Politics - and Helen!

Whilst living in Mt Eden, Susan and I had been influenced - 'converted' is almost the word - by a variety of what might be called right-wing views.  This came about in part through the Calvinist connexions we had made.  We were keen followers of Gary North, of his father-in-law R. J. Rushdoony, and the whole family of Christian reconstructionists.  Their writings led us to others on the political right, including several writers of the John Birch Society (we subscribed to two of their magazines for most of the time we lived in Yap), and of Howard Ruff.  In particular, Howard Ruff persuaded us of the wisdom of stockpiling food (Mormon-style - he is himself a Mormon) against possible disaster.

We had shipped in a huge quantity of food packed in tins in a nitrogen atmosphere, supposed to be good for ten years.  We used a fair bit of it - but a lot of it we eventually shipped to Pukekohe - and only this year threw it out - no doubt just in time for the Great Famine of 2013.  We did, however, as a result of all this become convinced of the value of extra Vitamin C in our diet.  We continue taking extra Vitamin C today.

One thing, however, we did make use of, in the way of specialised food: wheat.

Wheat may not sound specialised, but at the time, bread was a rarity in Yap.  In Mt Eden, Susan had made our own bread, kneading it by hand.  This was laborious!  Her father sent her a heavy-duty mixer that did the kneading for her.  When we got to Yap, we found that flour was not the easiest thing to get hold of.

So we purchased a small wheat grinder, and imported, regularly, un-ground wheat (and honey!) from ... well, somewhere in the US; I have forgotten where.  Susan not only made our bread from it, she started a baking business.  She sold bread, and other baked goods, to local ex-patriates.

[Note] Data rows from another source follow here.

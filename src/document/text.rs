//! Line index for host and virtual documents.
//!
//! Region offsets are UTF-8 byte offsets; LSP positions are line/column pairs
//! counted in UTF-16 code units. `LineIndex` converts between the two.

use tower_lsp::lsp_types::{Position, Range};

/// Line start table over a document's text.
#[derive(Debug, Clone)]
pub struct LineIndex {
    /// Byte offset where each line starts.
    line_starts: Vec<usize>,
    text: String,
}

impl LineIndex {
    pub fn new(text: String) -> Self {
        let line_starts = std::iter::once(0)
            .chain(text.match_indices('\n').map(|(i, _)| i + 1))
            .collect();
        Self { line_starts, text }
    }

    pub fn text(&self) -> &str {
        &self.text
    }

    /// Number of `\n`-delimited lines.
    pub fn line_count(&self) -> usize {
        self.line_starts.len()
    }

    fn line_bounds(&self, line: usize) -> (usize, usize) {
        let start = self.line_starts[line];
        let end = self
            .line_starts
            .get(line + 1)
            .map(|&next| next - 1)
            .unwrap_or(self.text.len());
        (start, end)
    }

    /// Convert a byte offset to a position. Offsets past the end clamp to the
    /// end of the document.
    pub fn position_at(&self, offset: usize) -> Position {
        let offset = offset.min(self.text.len());
        let line = match self.line_starts.binary_search(&offset) {
            Ok(line) => line,
            Err(line) => line.saturating_sub(1),
        };
        let (line_start, _) = self.line_bounds(line);
        let character = self.text[line_start..]
            .char_indices()
            .take_while(|(i, _)| line_start + i < offset)
            .map(|(_, c)| c.len_utf16() as u32)
            .sum();
        Position::new(line as u32, character)
    }

    /// Convert a position to a byte offset, or `None` when the line does not exist.
    /// Columns past the end of a line resolve to the line end.
    pub fn offset_at(&self, position: Position) -> Option<usize> {
        let line = position.line as usize;
        if line >= self.line_starts.len() {
            return None;
        }
        let (line_start, line_end) = self.line_bounds(line);
        let mut column = 0u32;
        for (i, c) in self.text[line_start..line_end].char_indices() {
            if column >= position.character {
                return Some(line_start + i);
            }
            column += c.len_utf16() as u32;
        }
        Some(line_end)
    }

    /// Like [`offset_at`](Self::offset_at) but clamps lines past the end to
    /// the document length.
    pub fn offset_at_clamped(&self, position: Position) -> usize {
        self.offset_at(position).unwrap_or(self.text.len())
    }

    /// Range covering the whole document.
    pub fn full_range(&self) -> Range {
        Range::new(Position::new(0, 0), self.position_at(self.text.len()))
    }
}
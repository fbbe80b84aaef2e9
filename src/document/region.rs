//! Embedded region types.
//!
//! A host document is partitioned into disjoint regions, each attributed to
//! one embedded language. Regions carry half-open byte offsets into the host
//! text and are regenerated on every scan.

use std::fmt;
use std::ops::Range;
use std::sync::Arc;

use serde::{Deserialize, Serialize};
use tower_lsp::lsp_types::Position;

/// Well-known language identifiers.
pub mod languages {
    pub const HTML: &str = "html";
    pub const CSS: &str = "css";
    pub const JAVASCRIPT: &str = "javascript";
    pub const TYPESCRIPT: &str = "typescript";

    /// Whether a language id denotes a script language tracked by the module graph.
    pub fn is_script(language_id: &str) -> bool {
        matches!(language_id, JAVASCRIPT | TYPESCRIPT)
    }
}

/// How a region was discovered in the host markup.
#[derive(Debug, Clone, Copy, PartialEq, Eq, Hash, Serialize, Deserialize)]
#[serde(rename_all = "camelCase")]
pub enum RegionRole {
    /// Body of a `<style>` or `<script>` element, tags excluded.
    ElementBody,
    /// Value of a `style` or `on*` attribute, quotes excluded.
    AttributeValue,
    /// Value of an attribute matched by a directive matcher.
    Directive,
    /// Sub-span reported by a content matcher.
    Content,
}

impl RegionRole {
    /// Attribute-like regions are wrapped with a prefix/suffix when synthesized
    /// and are skipped when attribute values are ignored.
    pub fn is_attribute(&self) -> bool {
        matches!(self, RegionRole::AttributeValue | RegionRole::Directive)
    }
}

/// Generates extra declarations from a directive's raw attribute text.
///
/// The generated text is appended to the virtual document after the region,
/// at the next line boundary.
#[derive(Clone)]
pub struct AppendContent(Arc<dyn Fn(&str) -> String + Send + Sync>);

impl AppendContent {
    pub fn new(f: impl Fn(&str) -> String + Send + Sync + 'static) -> Self {
        Self(Arc::new(f))
    }

    pub fn apply(&self, raw: &str) -> String {
        (self.0)(raw)
    }
}

impl fmt::Debug for AppendContent {
    fn fmt(&self, f: &mut fmt::Formatter<'_>) -> fmt::Result {
        f.write_str("AppendContent(..)")
    }
}

/// A contiguous span of the host document attributed to one language.
#[derive(Debug, Clone)]
pub struct EmbeddedRegion {
    /// Language of the span. `None` for script elements of unrecognized type.
    pub language_id: Option<String>,
    /// Byte offset where the region starts.
    pub start: usize,
    /// Byte offset one past the end of the region.
    pub end: usize,
    pub role: RegionRole,
    pub append_content: Option<AppendContent>,
}

impl EmbeddedRegion {
    pub fn new(language_id: Option<&str>, start: usize, end: usize, role: RegionRole) -> Self {
        Self {
            language_id: language_id.map(str::to_string),
            start,
            end,
            role,
            append_content: None,
        }
    }

    pub fn with_append_content(mut self, append: Option<AppendContent>) -> Self {
        self.append_content = append;
        self
    }

    pub fn language(&self) -> Option<&str> {
        self.language_id.as_deref()
    }

    pub fn span(&self) -> Range<usize> {
        self.start..self.end
    }

    /// Containment with an inclusive end, so a cursor sitting right after the
    /// last character still belongs to the region.
    pub fn contains(&self, offset: usize) -> bool {
        self.start <= offset && offset <= self.end
    }
}

/// Position-based projection of a run of host text onto one language.
#[derive(Debug, Clone, PartialEq, Eq, Serialize, Deserialize)]
#[serde(rename_all = "camelCase")]
pub struct LanguageRange {
    pub start: Position,
    pub end: Position,
    pub language_id: Option<String>,
    pub is_attribute_value: bool,
}

#[cfg(test)]
mod tests {
    use super::*;

    #[test]
    fn contains_is_end_inclusive() {
        let region = EmbeddedRegion::new(Some(languages::CSS), 7, 20, RegionRole::ElementBody);
        assert!(!region.contains(6));
        assert!(region.contains(7));
        assert!(region.contains(20));
        assert!(!region.contains(21));
    }

    #[test]
    fn attribute_roles() {
        assert!(RegionRole::AttributeValue.is_attribute());
        assert!(RegionRole::Directive.is_attribute());
        assert!(!RegionRole::ElementBody.is_attribute());
        assert!(!RegionRole::Content.is_attribute());
    }

    #[test]
    fn append_content_applies_closure() {
        let append = AppendContent::new(|raw| format!("let {};", raw.trim()));
        assert_eq!(append.apply(" item "), "let item;");
    }

    #[test]
    fn script_languages() {
        assert!(languages::is_script("javascript"));
        assert!(languages::is_script("typescript"));
        assert!(!languages::is_script("css"));
    }
}
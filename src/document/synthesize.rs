//! Virtual document synthesis.
//!
//! A virtual document holds one language's regions at their original line and
//! column, with everything else blanked out. Newlines are copied verbatim and
//! every other character becomes spaces worth its UTF-16 width, so positions
//! reported against the virtual text are valid against the host text.

use super::region::{languages, EmbeddedRegion};

/// Selector wrapped around style attribute values so they parse as a rule.
pub const CSS_STYLE_RULE: &str = "__";

fn prefix(region: &EmbeddedRegion) -> String {
    if region.role.is_attribute() && region.language() == Some(languages::CSS) {
        return format!("{CSS_STYLE_RULE}{{");
    }
    String::new()
}

fn suffix(region: &EmbeddedRegion) -> &'static str {
    if !region.role.is_attribute() {
        return "";
    }
    match region.language() {
        Some(languages::CSS) => "}",
        Some(languages::JAVASCRIPT) => ";",
        _ => "",
    }
}

fn utf16_len(s: &str) -> usize {
    s.chars().map(char::len_utf16).sum()
}

/// Blank out `host[start..end]` into `out`.
///
/// `before` is written first and `after` last; both consume blank budget so
/// the text following the gap keeps its column. Only the run after the last
/// newline of the gap is padded, earlier lines are left short. When that run
/// is narrower than `after`, `after` moves up to the end of the previous line.
fn substitute_with_whitespace(
    out: &mut String,
    host: &str,
    start: usize,
    end: usize,
    before: &str,
    after: &str,
) {
    out.push_str(before);
    let mut skip = utf16_len(before);
    let mut blank = 0usize;
    let mut line_break_at = None;
    let mut after_cr = false;
    for c in host[start..end].chars() {
        let width = c.len_utf16();
        if c == '\n' || c == '\r' {
            if !(c == '\n' && after_cr) {
                line_break_at = Some(out.len());
            }
            blank = 0;
            skip = 0;
            out.push(c);
        } else if skip > 0 {
            skip = skip.saturating_sub(width);
        } else {
            blank += width;
        }
        after_cr = c == '\r';
    }
    let after_width = utf16_len(after);
    match line_break_at {
        Some(at) if blank < after_width => {
            out.insert_str(at, after);
            out.extend(std::iter::repeat(' ').take(blank));
        }
        _ => {
            out.extend(std::iter::repeat(' ').take(blank.saturating_sub(after_width)));
            out.push_str(after);
        }
    }
}

/// Generated declarations never introduce lines of their own.
fn single_line(text: String) -> String {
    if text.contains(['\n', '\r']) {
        text.replace(['\n', '\r'], " ")
    } else {
        text
    }
}

/// Build the virtual document of `language` over `host`.
///
/// When `ignore_attribute_values` is set, attribute and directive regions are
/// left blank.
pub fn synthesize(
    host: &str,
    regions: &[EmbeddedRegion],
    language: &str,
    ignore_attribute_values: bool,
) -> String {
    let mut out = String::with_capacity(host.len());
    let mut current = 0usize;
    let mut last_suffix = "";
    let mut padding = String::new();

    for region in regions {
        if region.language() != Some(language) {
            continue;
        }
        if ignore_attribute_values && region.role.is_attribute() {
            continue;
        }
        if !padding.is_empty() && host[current..region.start].contains('\n') {
            out.push_str(&padding);
            padding.clear();
        }
        substitute_with_whitespace(&mut out, host, current, region.start, last_suffix, &prefix(region));
        let value = &host[region.start..region.end];
        out.push_str(value);
        if let Some(append) = &region.append_content {
            padding.push_str(&single_line(append.apply(value)));
        }
        current = region.end;
        last_suffix = suffix(region);
    }

    out.push_str(&padding);
    substitute_with_whitespace(&mut out, host, current, host.len(), last_suffix, "");
    out
}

When, late in 1976, we discovered that Susan was pregnant, there was a concern raised by Dr Haight, who was one of the two doctors at the hospital - and our neighbour and, with his wife Ellie, our friend.  Susan's first child, Johnny, had been delivered by Caeserean section.  Would this be necessary this time?

Naturally, no one knew.  Today in New Zealand, I suspect it would have been a foregone conclusion; it was not so in Yap, and nor did she want that.  Nevertheless, said Dr Haight, he was concerned.  There was no qualified surgeon at the Yap hospital.  Both he and ... well, I have forgotten the other doctor's name, but both were generalists.  Dr Haight told Susan that he had once performed a Caeserean on a sow.  The litter had survived, but the sow died.  If it were to come to a question of saving Susan's life, he would do the same for her - but he rather wanted to avoid the necessity.

Dr Haight arranged things.  Susan's case was labelled a medical emergency.  At Trust Territory expense, she was flown to Palau, where there was a qualified obstetrician, a Palauan woman, Dr Otobed (whose name is not pronounced the way you think, unless you know Palauan, so don't try!), who, as it happened, had trained under Dr Conyngham, who delivered Johnny.

She stayed at the Protestant Mission house there for the two weeks or so until she went into labour.  Susan's labour was long - all her births have been that way.  Oh, and pain relief?  This is Micronesia!  We don't do that sort of thing!  Sue remembers one Yapese girl, perhaps when Sue was in hospital for Eddie, telling her that she wouldn't dare cry out from labour pains; her mother would beat her!

Helen was born naturally on 1 June, 1977.  Sue was home in a week or so.